- [Problem requirements] Output only the lines below from the one containing "assert_eq!(config.bind_addr, addr);" to the one containing "let result = server.serve(CancellationToken::new()).await;", exactly as written, both ends kept.
##############################
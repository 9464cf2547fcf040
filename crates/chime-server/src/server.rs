//! The chime server: wires the hub and HTTP surface together.

use std::net::SocketAddr;
use std::path::PathBuf;
use std::sync::Arc;

use chime_events::ChimeEvent;
use tokio::net::TcpListener;
use tokio::sync::mpsc;
use tokio_util::sync::CancellationToken;
use tracing::info;

use crate::error::{ServerError, ServerResult};
use crate::routes::create_router;
use crate::state::AppState;

/// Capacity of the bounded event-ingress channel between the tailers and
/// the hub. Producers block when it fills, which propagates backpressure
/// all the way to file reading.
pub const EVENT_QUEUE_CAPACITY: usize = 100;

/// Configuration for the chime server.
#[derive(Debug, Clone)]
pub struct ServerConfig {
    /// Address to bind the HTTP server to.
    pub bind_addr: SocketAddr,
    /// Location of the persisted configuration file.
    pub config_path: PathBuf,
    /// Directory containing installed sound packs.
    pub packs_dir: PathBuf,
    /// Directory containing the static browser UI.
    pub assets_dir: PathBuf,
}

impl ServerConfig {
    /// Create a configuration with the default chime paths.
    #[must_use]
    pub fn new(bind_addr: SocketAddr) -> Self {
        Self {
            bind_addr,
            config_path: chime_config::default_path(),
            packs_dir: chime_config::default_packs_dir(),
            assets_dir: PathBuf::from("web"),
        }
    }

    /// Set the configuration file location.
    #[must_use]
    pub fn with_config_path(mut self, path: impl Into<PathBuf>) -> Self {
        self.config_path = path.into();
        self
    }

    /// Set the sound pack directory.
    #[must_use]
    pub fn with_packs_dir(mut self, dir: impl Into<PathBuf>) -> Self {
        self.packs_dir = dir.into();
        self
    }

    /// Set the static asset directory.
    #[must_use]
    pub fn with_assets_dir(mut self, dir: impl Into<PathBuf>) -> Self {
        self.assets_dir = dir.into();
        self
    }
}

/// The chime HTTP server.
///
/// Owns the receiving end of the event-ingress channel; [`serve`] launches
/// the hub's broadcast loop over it and then serves HTTP until shutdown.
///
/// [`serve`]: ChimeServer::serve
pub struct ChimeServer {
    config: ServerConfig,
    state: Arc<AppState>,
    events: mpsc::Receiver<ChimeEvent>,
}

impl ChimeServer {
    /// Create a server from its configuration and the event ingress.
    #[must_use]
    pub fn new(config: ServerConfig, events: mpsc::Receiver<ChimeEvent>) -> Self {
        let state = Arc::new(AppState::new(
            config.config_path.clone(),
            config.packs_dir.clone(),
            config.assets_dir.clone(),
        ));
        Self {
            config,
            state,
            events,
        }
    }

    /// The shared request-handler state.
    #[must_use]
    pub fn state(&self) -> Arc<AppState> {
        Arc::clone(&self.state)
    }

    /// Bind, start the broadcast loop, and serve until `cancel` fires.
    ///
    /// # Errors
    ///
    /// Returns [`ServerError::BindFailed`] when the listen address is
    /// unavailable — the caller treats that as fatal — and
    /// [`ServerError::Internal`] for serve-loop failures.
    pub async fn serve(self, cancel: CancellationToken) -> ServerResult<()> {
        let listener = TcpListener::bind(self.config.bind_addr)
            .await
            .map_err(|e| ServerError::BindFailed(self.config.bind_addr, e))?;

        let addr = listener
            .local_addr()
            .map_err(|e| ServerError::Internal(e.to_string()))?;
        info!(addr = %addr, "chime server listening");

        // Broadcast loop: ends by itself once every event sender is gone,
        // which the shutdown token guarantees during teardown.
        let hub = self.state.hub();
        let events = self.events;
        tokio::spawn(async move { hub.run(events).await });

        let router = create_router(Arc::clone(&self.state));
        axum::serve(listener, router)
            .with_graceful_shutdown(async move { cancel.cancelled().await })
            .await
            .map_err(|e| ServerError::Internal(e.to_string()))?;

        info!("chime server shut down");
        Ok(())
    }
}

#[cfg(test)]
mod tests {
    use super::*;
    use std::time::Duration;
    use tempfile::TempDir;

    fn make_config(dir: &TempDir, addr: SocketAddr) -> ServerConfig {
        ServerConfig::new(addr)
            .with_config_path(dir.path().join("config.json"))
            .with_packs_dir(dir.path().join("packs"))
            .with_assets_dir(dir.path().join("web"))
    }

    #[test]
    fn test_config_builder() {
        let addr: SocketAddr = "127.0.0.1:4000".parse().unwrap();
        let config = ServerConfig::new(addr)
            .with_config_path("/tmp/c.json")
            .with_packs_dir("/tmp/packs")
            .with_assets_dir("/tmp/web");

        assert_eq!(config.bind_addr, addr);
        assert_eq!(config.config_path, PathBuf::from("/tmp/c.json"));
        assert_eq!(config.packs_dir, PathBuf::from("/tmp/packs"));
        assert_eq!(config.assets_dir, PathBuf::from("/tmp/web"));
    }

    #[tokio::test]
    async fn test_serve_shuts_down_on_cancel() {
        let dir = TempDir::new().unwrap();
        let addr = SocketAddr::from(([127, 0, 0, 1], 0));
        let (_tx, rx) = mpsc::channel(EVENT_QUEUE_CAPACITY);
        let server = ChimeServer::new(make_config(&dir, addr), rx);

        let cancel = CancellationToken::new();
        let serve_cancel = cancel.clone();
        let handle = tokio::spawn(async move { server.serve(serve_cancel).await });

        tokio::time::sleep(Duration::from_millis(50)).await;
        cancel.cancel();

        let result = tokio::time::timeout(Duration::from_secs(2), handle)
            .await
            .expect("server should stop after cancel")
            .expect("serve task should not panic");
        assert!(result.is_ok());
    }

    #[tokio::test]
    async fn test_serve_reports_bind_failure() {
        let dir = TempDir::new().unwrap();

        // Occupy a port, then try to bind the server to the same one.
        let taken = TcpListener::bind("127.0.0.1:0").await.unwrap();
        let addr = taken.local_addr().unwrap();

        let (_tx, rx) = mpsc::channel(EVENT_QUEUE_CAPACITY);
        let server = ChimeServer::new(make_config(&dir, addr), rx);

        let result = server.serve(CancellationToken::new()).await;
        assert!(matches!(result, Err(ServerError::BindFailed(_, _))));
    }
}
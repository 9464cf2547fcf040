//! # chime-server
//!
//! The HTTP and WebSocket surface of chime.
//!
//! Classified events arrive on a bounded channel and are fanned out by the
//! [`Hub`] to every connected WebSocket subscriber as JSON text frames.
//! The same router also serves the browser UI, sound pack files, and the
//! configuration API.
//!
//! ## Endpoints
//!
//! | Endpoint | Method | Description |
//! |----------|--------|-------------|
//! | `/ws` | GET | WebSocket event stream (every subscriber gets everything) |
//! | `/api/config` | GET | Current configuration |
//! | `/api/config` | PUT | Update and persist configuration |
//! | `/api/packs` | GET | List installed sound packs |
//! | `/api/packs/{name}/manifest` | GET | One pack's manifest |
//! | `/sounds/*` | GET | Pack audio files |
//! | `/*` | GET | Static UI assets |

#![forbid(unsafe_code)]
#![warn(missing_docs)]

pub mod error;
pub mod handlers;
pub mod hub;
pub mod routes;
pub mod server;
pub mod state;
pub mod websocket;

pub use error::{ServerError, ServerResult};
pub use hub::Hub;
pub use routes::create_router;
pub use server::{ChimeServer, ServerConfig, EVENT_QUEUE_CAPACITY};
pub use state::AppState;
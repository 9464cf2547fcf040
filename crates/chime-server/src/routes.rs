//! Route configuration for the chime server.

use std::sync::Arc;

use axum::routing::{get, Router};
use tower_http::cors::{Any, CorsLayer};
use tower_http::services::ServeDir;
use tower_http::trace::TraceLayer;

use crate::handlers::{get_config, get_pack_manifest, list_packs, update_config};
use crate::state::AppState;
use crate::websocket::ws_upgrade;

/// Create the chime router.
///
/// `/ws` carries the event stream; `/api` holds the config and pack
/// surfaces; `/sounds` serves pack audio; everything else falls through to
/// the static UI assets.
pub fn create_router(state: Arc<AppState>) -> Router {
    let api_routes = Router::new()
        .route("/config", get(get_config).put(update_config))
        .route("/packs", get(list_packs))
        .route("/packs/{name}/manifest", get(get_pack_manifest));

    Router::new()
        .route("/ws", get(ws_upgrade))
        .nest("/api", api_routes)
        .nest_service("/sounds", ServeDir::new(state.packs_dir()))
        .fallback_service(ServeDir::new(state.assets_dir()))
        .with_state(state)
        // The tool is loopback-only; a permissive CORS layer keeps file://
        // and dev-server UIs working.
        .layer(
            CorsLayer::new()
                .allow_origin(Any)
                .allow_methods(Any)
                .allow_headers(Any),
        )
        .layer(TraceLayer::new_for_http())
}
use serde::{Deserialize, Serialize};

use super::deck::DeckEntry;
use super::resolution::DeckEntryMatch;

#[derive(Debug, Clone, Copy, PartialEq, Eq, Serialize, Deserialize)]
pub enum ShippingMethod {
    Normal,
    Express,
}

// ---------------------------------------------------------------------------
// PriceBreakdown: discount, shipping and totals for a resolved order
// ---------------------------------------------------------------------------

#[derive(Debug, Clone, PartialEq, Eq, Serialize, Deserialize)]
#[serde(rename_all = "camelCase")]
pub struct PriceBreakdown {
    pub base_total_cents: u64,
    pub discount_percent: u64,
    pub discount_amount_cents: u64,
    pub subtotal_after_discount_cents: u64,
    pub shipping_method: ShippingMethod,
    pub shipping_cost_cents: u64,
    pub grand_total_cents: u64,
    /// Entries that contributed (had a selected variant).
    pub line_count: usize,
    /// Sum of quantities over contributing entries.
    pub card_count: u64,
}

// ---------------------------------------------------------------------------
// Quote: the whole parse, match and price pipeline result
// ---------------------------------------------------------------------------

#[derive(Debug, Clone, Serialize, Deserialize)]
#[serde(rename_all = "camelCase")]
pub struct Quote {
    pub entries: Vec<DeckEntry>,
    pub matches: Vec<DeckEntryMatch>,
    pub breakdown: PriceBreakdown,
}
##############################
- [Answer space]
        assert_eq!(config.bind_addr, addr);
        assert_eq!(config.config_path, PathBuf::from("/tmp/c.json"));
        assert_eq!(config.packs_dir, PathBuf::from("/tmp/packs"));
        assert_eq!(config.assets_dir, PathBuf::from("/tmp/web"));
    }

    #[tokio::test]
    async fn test_serve_shuts_down_on_cancel() {
        let dir = TempDir::new().unwrap();
        let addr = SocketAddr::from(([127, 0, 0, 1], 0));
        let (_tx, rx) = mpsc::channel(EVENT_QUEUE_CAPACITY);
        let server = ChimeServer::new(make_config(&dir, addr), rx);

        let cancel = CancellationToken::new();
        let serve_cancel = cancel.clone();
        let handle = tokio::spawn(async move { server.serve(serve_cancel).await });

        tokio::time::sleep(Duration::from_millis(50)).await;
        cancel.cancel();

        let result = tokio::time::timeout(Duration::from_secs(2), handle)
            .await
            .expect("server should stop after cancel")
            .expect("serve task should not panic");
        assert!(result.is_ok());
    }

    #[tokio::test]
    async fn test_serve_reports_bind_failure() {
        let dir = TempDir::new().unwrap();

        // Occupy a port, then try to bind the server to the same one.
        let taken = TcpListener::bind("127.0.0.1:0").await.unwrap();
        let addr = taken.local_addr().unwrap();

        let (_tx, rx) = mpsc::channel(EVENT_QUEUE_CAPACITY);
        let server = ChimeServer::new(make_config(&dir, addr), rx);

        let result = server.serve(CancellationToken::new()).await;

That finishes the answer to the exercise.